NASA to Test Inflatable Spacecraft
The new protective outer layer is especially designed to protect reentering vehicles, but it had to do so while being very lightweight and resistant to speed and heat. Therefore, experts opted for a silicon-coated Kevlar aeroshell structure, which is both lightweight, and capable of being stored within a 16-inch (40.6-cm) -diameter cylinder. When nitrogen fills it, and it expands, the structure reaches a circular diameter of about ten feet (three meters), sufficient for a wide array of applications. It can naturally be made to inflate to even larger proportions.
“We'd like to be able to land more mass on Mars. To land more mass you have to have more drag. We need to maximize the drag area of the entry system. We want to make it as big as we can, but the limitation has been the launch vehicle diameter,” NASA Fundamental Aeronautics Program Hypersonics Project chief scientist Neil Cheatwood explains. He is also the principal investigator for the new project, dubbed the Inflatable Re-entry Vehicle Experiment (IRVE).

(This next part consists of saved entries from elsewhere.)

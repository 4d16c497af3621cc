//! User directory layout
//!
//! Bundles, icons, launcher entries and the registry all live under
//! user-scoped standard directories:
//!
//! ```text
//! ~/.local/bin/                       # retained AppImages
//! ~/.local/share/icons/               # <id>.png
//! ~/.local/share/applications/        # <id>.desktop
//! ~/.local/share/appinstall/
//! ├── registry.json                   # installed versions
//! └── registry.lock                   # advisory lock file
//! ```

use std::path::{Path, PathBuf};

use crate::error::{AppError, Result};
use crate::names::AppId;

/// Environment variable overriding the home directory used as layout base
pub const HOME_ENV: &str = "APPINSTALL_HOME";

/// Subdirectory of the user data directory holding the registry
const DATA_DIR: &str = "appinstall";

/// Registry file name
pub const REGISTRY_FILE: &str = "registry.json";

/// Extension used for installed icons, whatever the source format
pub const ICON_EXTENSION: &str = "png";

/// Extension of launcher entries
pub const LAUNCHER_EXTENSION: &str = "desktop";

/// Extension of bundle files when looked up by identifier
pub const BUNDLE_EXTENSION: &str = "AppImage";

/// Resolved set of user directories
#[derive(Debug, Clone, PartialEq, Eq)]
pub struct Layout {
    pub bin_dir: PathBuf,
    pub icons_dir: PathBuf,
    pub applications_dir: PathBuf,
    pub data_dir: PathBuf,
}

impl Layout {
    /// Layout rooted at an explicit home directory
    pub fn from_home(home: &Path) -> Self {
        let share = home.join(".local").join("share");
        Self {
            bin_dir: home.join(".local").join("bin"),
            icons_dir: share.join("icons"),
            applications_dir: share.join("applications"),
            data_dir: share.join(DATA_DIR),
        }
    }

    /// Resolve the layout for the current user
    ///
    /// `APPINSTALL_HOME` takes precedence; otherwise the platform's standard
    /// locations (XDG on Linux) are used, falling back to `~/.local/...`.
    pub fn discover() -> Result<Self> {
        if let Some(home) = std::env::var_os(HOME_ENV) {
            return Ok(Self::from_home(Path::new(&home)));
        }

        let home = dirs::home_dir().ok_or(AppError::HomeNotFound)?;
        let fallback = Self::from_home(&home);
        let share = dirs::data_dir().unwrap_or_else(|| home.join(".local").join("share"));

        Ok(Self {
            bin_dir: dirs::executable_dir().unwrap_or(fallback.bin_dir),
            icons_dir: share.join("icons"),
            applications_dir: share.join("applications"),
            data_dir: share.join(DATA_DIR),
        })
    }

    pub fn registry_file(&self) -> PathBuf {
        self.data_dir.join(REGISTRY_FILE)
    }

    pub fn launcher_path(&self, id: &AppId) -> PathBuf {
        self.applications_dir
            .join(format!("{id}.{LAUNCHER_EXTENSION}"))
    }

    pub fn icon_path(&self, id: &AppId) -> PathBuf {
        self.icons_dir.join(format!("{id}.{ICON_EXTENSION}"))
    }

    /// Conventional location of a retained bundle named after its identifier
    pub fn conventional_bundle_path(&self, id: &AppId) -> PathBuf {
        self.bin_dir.join(format!("{id}.{BUNDLE_EXTENSION}"))
    }
}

“The whole flight will be over in less than 20 minutes. We separate from the rocket 90 seconds after launch and we begin inflation about three-and-a-half-minutes after that. Our critical data period after it inflates and re-enters through the atmosphere is only about 30 seconds long,” IRVE Project Manager Mary Beth Wusk adds. The new prototype will be lifted to an altitude of about 130 miles (209 kilometers) by a 50-foot Black Brant 9 rocket system.